I did as they instructed and placed the branch under my pillow. I dreamed of freedom.
I dreamed that in a backyard, I knelt under the full moon and watched Mugwort break up the sidewalk into hundreds of pieces as it reached up and up, silver-leafed. Mugwort is a plant of reclamation, of independence, while remaining connected, to the wild web we’re all weaving, dream weavers.
Some believe Mugwort received its name from being used in early iterations of beer brewing. Mugwort is a medicinally and magically honored plant that can be taken in tincture, brewed into a bitter tea, burned ceremonially, or made into oil.
Magical practitioners keep this herb on hand, knowing to dab some infusion onto the forehead to enhance sight. Burn their leaves ritually, and Mugwort can open doorways for intuition and lift the veil ever so slightly.
Artemisia is a reminder of wise women’s or old crone wisdom. It is a teacher of resourcefulness. Reminding us, “You don’t need something fancy, expensive, consumed, or purchased to connect with the teachings of witching and magic, but rather a weed that bursts forth from even the rockiest spaces.”
Unsurprisingly, Artemisia and the lunar Goddess Artemis are linked. The Goddess Artemis can be the center of a web of Mugwort’s weaving, from protector in childbirth to liminal portals to the way through dreams.
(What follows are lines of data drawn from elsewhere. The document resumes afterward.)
//! WorldMap: terrain, regions and cities in one place

use std::f64::consts::{PI, TAU};

use log::{debug, info};
use rand::{Rng, SeedableRng};
use rand_chacha::ChaCha8Rng;

#[cfg(feature = "serde")]
use serde::{Deserialize, Serialize};

use crate::config::{Placement, PolarConfig, WorldConfig};
use crate::error::Result;
use crate::geometry::{polar_offset, Line, Point, Rectangle, Shape};
use crate::naming::{CityNamer, NamePool};
use crate::region::RegionPartition;
use crate::spatial::QuadTree;
use crate::terrain::HeightField;
use crate::timed;
use crate::util::GridPos;

/// Identifier of a city; assigned 1, 2, 3, … in insertion order
pub type CityId = u64;

/// A settlement placed on the map
#[cfg_attr(feature = "serde", derive(Serialize, Deserialize))]
#[derive(Debug, Clone, PartialEq)]
pub struct City {
    pub name: String,
    pub position: Point,
    /// City this one was founded from; a road joins the two
    pub parent: Option<CityId>,
}

impl City {
    pub fn new(name: impl Into<String>, position: Point) -> Self {
        Self {
            name: name.into(),
            position,
            parent: None,
        }
    }

    pub fn with_parent(name: impl Into<String>, position: Point, parent: CityId) -> Self {
        Self {
            parent: Some(parent),
            ..Self::new(name, position)
        }
    }
}

/// Area covered by the city index
#[cfg_attr(feature = "serde", derive(Serialize, Deserialize))]
#[derive(Debug, Clone, Copy, PartialEq)]
pub enum MapBounds {
    /// Fixed square; inserts outside of it fail
    Fixed(Rectangle),
    /// Disc around `center` that grows to fit new cities
    Radial { center: Point, radius: f64 },
}

impl MapBounds {
    /// Root rectangle for a spatial index covering these bounds
    ///
    /// One unit of slack is added past the far edges, since index rectangles
    /// exclude their maximum edge.
    pub fn index_rect(&self) -> Rectangle {
        match *self {
            MapBounds::Fixed(rect) => rect,
            MapBounds::Radial { center, radius } => Rectangle::around(center, radius + 1.0),
        }
    }
}

/// A generated world map
///
/// Owns the height field, its region partition, and the ordered list of
/// cities together with a quadtree over their positions. The list and the
/// tree always hold the same cities under the same ids.
///
/// # Examples
///
/// ```
/// use fractal_worldmap::*;
///
/// let config = WorldConfigBuilder::new()
///     .seed(42)
///     .terrain_lod(5)
///     .unwrap()
///     .build()
///     .unwrap();
///
/// let map = WorldMap::generate(config).unwrap();
/// let land = map.regions().land_regions().count();
/// assert_eq!(map.cities(None).unwrap().len(), land);
/// ```
#[derive(Debug, Clone)]
pub struct WorldMap {
    config: WorldConfig,
    terrain: HeightField,
    regions: RegionPartition,
    cities: Vec<City>,
    /// Payload is the city's position in `cities`
    index: QuadTree<usize>,
    bounds: MapBounds,
    sections: Vec<Line>,
    next_id: CityId,
}

impl WorldMap {
    /// Generate a map, naming cities from the default [`NamePool`]
    pub fn generate(config: WorldConfig) -> Result<Self> {
        Self::generate_with_namer(config, &mut NamePool::default())
    }

    /// Generate a map with a custom city namer
    ///
    /// Builds the height field and regions, then places cities with the
    /// configured [`Placement`].
    ///
    /// # Errors
    ///
    /// Returns `InvalidConfig` for an unusable config, or any index error
    /// raised while placing cities.
    pub fn generate_with_namer<N: CityNamer>(config: WorldConfig, namer: &mut N) -> Result<Self> {
        config.validate()?;
        info!("Generating world map with config {:#?}", config);

        let mut terrain_rng = ChaCha8Rng::seed_from_u64(config.terrain_seed as u64);
        let mut rng = ChaCha8Rng::seed_from_u64(config.seed as u64);

        let mut terrain = HeightField::generate(config.terrain_lod, &mut terrain_rng)?;
        let regions = timed!("Region segmentation", {
            if config.dissolve_singletons {
                RegionPartition::build(&mut terrain, &mut terrain_rng)
            } else {
                RegionPartition::segment(&terrain, &mut terrain_rng)
            }
        });

        let bounds = match config.placement {
            Placement::RegionCenters => MapBounds::Fixed(Rectangle::new(
                Point::ZERO,
                Point::splat(config.map_width + 1.0),
            )),
            Placement::Polar(_) => MapBounds::Radial {
                center: Point::ZERO,
                radius: 0.0,
            },
        };
        let index = QuadTree::with_capacity(bounds.index_rect(), config.node_capacity)?;

        let mut map = Self {
            config,
            terrain,
            regions,
            cities: Vec::new(),
            index,
            bounds,
            sections: Vec::new(),
            next_id: 1,
        };

        timed!("City placement", log::Level::Info, {
            match map.config.placement {
                Placement::RegionCenters => map.place_region_centers(namer, &mut rng),
                Placement::Polar(polar) => map.place_polar(polar, namer, &mut rng),
            }
        })?;

        info!(
            "Placed {} cities ({}), index depth {}",
            map.cities.len(),
            map.config.placement.name(),
            map.index.depth()
        );
        Ok(map)
    }

    // ========================================================================
    // PLACEMENT
    // ========================================================================

    /// One city at the center of every land region, in region order
    fn place_region_centers<N: CityNamer, R: Rng + ?Sized>(&mut self, namer: &mut N, rng: &mut R) -> Result<()> {
        let centers: Vec<GridPos> = self
            .regions
            .land_regions()
            .filter_map(|region| self.regions.center(region.id()))
            .collect();

        for cell in centers {
            let position = self.grid_to_world(cell);
            self.add_city(City::new(namer.next_name(rng), position))?;
        }
        Ok(())
    }

    /// A center city, then arms extended ring by ring, depth first
    fn place_polar<N: CityNamer, R: Rng + ?Sized>(
        &mut self,
        polar: PolarConfig,
        namer: &mut N,
        rng: &mut R,
    ) -> Result<()> {
        let center = self.add_city(City::new(namer.next_name(rng), Point::ZERO))?;
        if polar.steps == 0 {
            return Ok(());
        }

        for arm in 0..polar.arms_at(1) {
            self.extend_arm(&polar, 1, arm, center, namer, rng)?;
        }
        Ok(())
    }

    fn extend_arm<N: CityNamer, R: Rng + ?Sized>(
        &mut self,
        polar: &PolarConfig,
        ring: usize,
        arm: usize,
        parent: CityId,
        namer: &mut N,
        rng: &mut R,
    ) -> Result<()> {
        let arms = polar.arms_at(ring);
        let radius = polar.radius_at(ring);
        let angle = TAU * arm as f64 / arms as f64;

        let id = self.add_city(City::with_parent(
            namer.next_name(rng),
            polar_offset(angle, radius),
            parent,
        ))?;

        // Border between this arm and the next one on the same ring
        let half_step = polar.spacing / 2.0;
        self.sections.push(Line::polar(
            Point::ZERO,
            angle + PI / arms as f64,
            radius - half_step,
            radius + half_step,
        ));

        if ring < polar.steps {
            // Arm j of the next ring descends from arm floor(j * arms / next)
            let next = polar.arms_at(ring + 1);
            let first = (arm * next).div_ceil(arms);
            let last = ((arm + 1) * next).div_ceil(arms);
            for child in first..last {
                self.extend_arm(polar, ring + 1, child, id, namer, rng)?;
            }
        }
        Ok(())
    }

    // ========================================================================
    // CITIES
    // ========================================================================

    /// Add a city under the next id
    ///
    /// With radial bounds, a city beyond the current radius grows the radius
    /// to reach it and rebuilds the index from the existing cities first.
    ///
    /// # Errors
    ///
    /// Returns `Bounds` if the city lies outside fixed bounds, or `Split` if
    /// the index cannot store it. On error the city list is unchanged and the
    /// id is not consumed.
    pub fn add_city(&mut self, city: City) -> Result<CityId> {
        if let MapBounds::Radial { center, radius } = self.bounds {
            let distance = center.distance(city.position);
            if distance > radius {
                self.grow_radius(center, distance)?;
            }
        }

        let id = self.next_id;
        self.index.insert(self.cities.len(), id, city.position)?;
        self.cities.push(city);
        self.next_id += 1;
        Ok(id)
    }

    /// Replace the index with one covering `radius`, re-inserting every city
    fn grow_radius(&mut self, center: Point, radius: f64) -> Result<()> {
        let bounds = MapBounds::Radial { center, radius };
        let mut index = QuadTree::with_capacity(bounds.index_rect(), self.config.node_capacity)?;
        for (slot, (id, city)) in (1..).zip(&self.cities).enumerate() {
            index.insert(slot, id, city.position)?;
        }

        debug!(
            "Grew map radius to {:.1}, rebuilt index with {} cities",
            radius,
            self.cities.len()
        );
        self.index = index;
        self.bounds = bounds;
        Ok(())
    }

    /// All cities in insertion order, or those within `shape`
    ///
    /// # Errors
    ///
    /// Returns `UnknownShape` for a malformed shape
    pub fn cities(&self, shape: Option<&Shape>) -> Result<Vec<&City>> {
        match shape {
            None => Ok(self.cities.iter().collect()),
            Some(shape) => Ok(self
                .index
                .query(shape)?
                .into_iter()
                .map(|&slot| &self.cities[slot])
                .collect()),
        }
    }

    /// Cities within `shape` along with their ids
    pub fn cities_with_ids(&self, shape: &Shape) -> Result<Vec<(CityId, &City)>> {
        Ok(self
            .index
            .query_items(shape)?
            .into_iter()
            .map(|item| (item.id, &self.cities[item.value]))
            .collect())
    }

    pub fn city(&self, id: CityId) -> Option<&City> {
        let slot = usize::try_from(id.checked_sub(1)?).ok()?;
        self.cities.get(slot)
    }

    #[inline]
    pub fn city_count(&self) -> usize {
        self.cities.len()
    }

    /// Road segments from every city to the city it was founded from
    pub fn roads(&self) -> Vec<Line> {
        self.cities
            .iter()
            .filter_map(|city| {
                let parent = self.city(city.parent?)?;
                Some(Line::new(parent.position, city.position))
            })
            .collect()
    }

    /// Cities founded from `id`
    pub fn children(&self, id: CityId) -> Vec<(CityId, &City)> {
        (1..)
            .zip(&self.cities)
            .filter(|(_, city)| city.parent == Some(id))
            .collect()
    }

    /// Border segments between polar arms (empty for region placement)
    #[inline]
    pub fn sections(&self) -> &[Line] {
        &self.sections
    }

    // ========================================================================
    // TERRAIN
    // ========================================================================

    /// Elevation at fractional map coordinates, see [`HeightField::height`]
    #[inline]
    pub fn height(&self, x_frac: f64, y_frac: f64, nearest_only: bool) -> f64 {
        self.terrain.height(x_frac, y_frac, nearest_only)
    }

    #[inline]
    pub fn height_field(&self) -> &HeightField {
        &self.terrain
    }

    #[inline]
    pub fn regions(&self) -> &RegionPartition {
        &self.regions
    }

    /// Row-major grid of region ids
    #[inline]
    pub fn region_map(&self) -> &[usize] {
        self.regions.region_map()
    }

    /// World position of a grid cell, scaling `[0, size - 1]` to `[0, width]`
    pub fn grid_to_world(&self, (x, y): GridPos) -> Point {
        let span = (self.terrain.size() - 1) as f64;
        Point::new(x as f64, y as f64) / span * self.config.map_width
    }

    /// Nearest grid cell to a world position, if it lies on the map
    pub fn world_to_grid(&self, position: Point) -> Option<GridPos> {
        let span = (self.terrain.size() - 1) as f64;
        let grid = (position / self.config.map_width * span).round();
        let in_range = |v: f64| v >= 0.0 && v <= span;
        (in_range(grid.x) && in_range(grid.y)).then(|| (grid.x as usize, grid.y as usize))
    }

    // ========================================================================
    // METADATA
    // ========================================================================

    #[inline]
    pub fn config(&self) -> &WorldConfig {
        &self.config
    }

    #[inline]
    pub fn placement(&self) -> Placement {
        self.config.placement
    }

    /// Width of the map in distance units
    ///
    /// Fixed for region placement; twice the bounding radius for polar maps.
    pub fn map_width(&self) -> f64 {
        match self.bounds {
            MapBounds::Fixed(_) => self.config.map_width,
            MapBounds::Radial { radius, .. } => radius * 2.0,
        }
    }

    #[inline]
    pub fn map_resolution(&self) -> f64 {
        self.config.map_resolution
    }

    #[inline]
    pub fn distance_unit(&self) -> &str {
        &self.config.distance_unit
    }

    /// Current radius of radial bounds, `None` for fixed bounds
    pub fn bounding_radius(&self) -> Option<f64> {
        match self.bounds {
            MapBounds::Fixed(_) => None,
            MapBounds::Radial { radius, .. } => Some(radius),
        }
    }

    #[inline]
    pub fn bounds(&self) -> MapBounds {
        self.bounds
    }

    #[inline]
    pub fn index(&self) -> &QuadTree<usize> {
        &self.index
    }

    /// Version tag of the generator that built this map
    #[inline]
    pub fn version(&self) -> &'static str {
        crate::VERSION
    }
}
Some legends say that Artemis evolved from a Mugwort plant, and that’s how Artemisia came to have their name. And still, herbalists turn to both the plant and the Goddess for support with labor, childbirth, menstruation, and the moon. Some say that Mugwort was ingested during her festival Artemision at her temple in Ephesus, during the full moon, allowing her devotees to remember their dreams.
Mugwort is a part of the Nine Herbs Charm. This charm appears in texts as the Anglo-Saxon charm against poison (constantly a bit varied depending on the source). In this charm, they deemed Artemisia the eldest of worts. A section of the charm in A Poison Prescription recounted, “Remember, Mugwort, what you made known, what you arrange at the Great proclamation, you were called Una, the oldest of herbs, you have power against three, and against thirty, you have power against poison and infection, you have power against the loathsome foe roving through the land.”
Mugwort is an oracle, a prophet, a witch, and a dreamer. Like the archer Goddess, this herb protects, defends, and supports. If you like the tides long to connect with the moon, this ally is one for you. If you long to carve a rhythmic life of mysticism and intuition, call on Mugwort. Artemisia cackles in the darkest of nights, knowing this is where magic thrives.
And in this city of dreamers, Mugwort thrives. I keep a pot of Artemisia, and they’re one of the only plants that are resilient enough in my sweltering yet partially shaded Brooklyn backyard. They dance in the heat, the cool morning, in all seasons, and I say hello each day. In some ways, their presence feels like a fulfillment of a prophecy. One I dreamt of so long ago, seven years, when I first arrived here in Brooklyn.
I dreamed of a Witch life, a dream life, a wildlife. And as I drop the Mugwort tincture that I crafted into my tea. The cycles become more even. My inner tides align. I remember my dreams, the ones that keep urging me forward, silver-leafed, communing with the moon.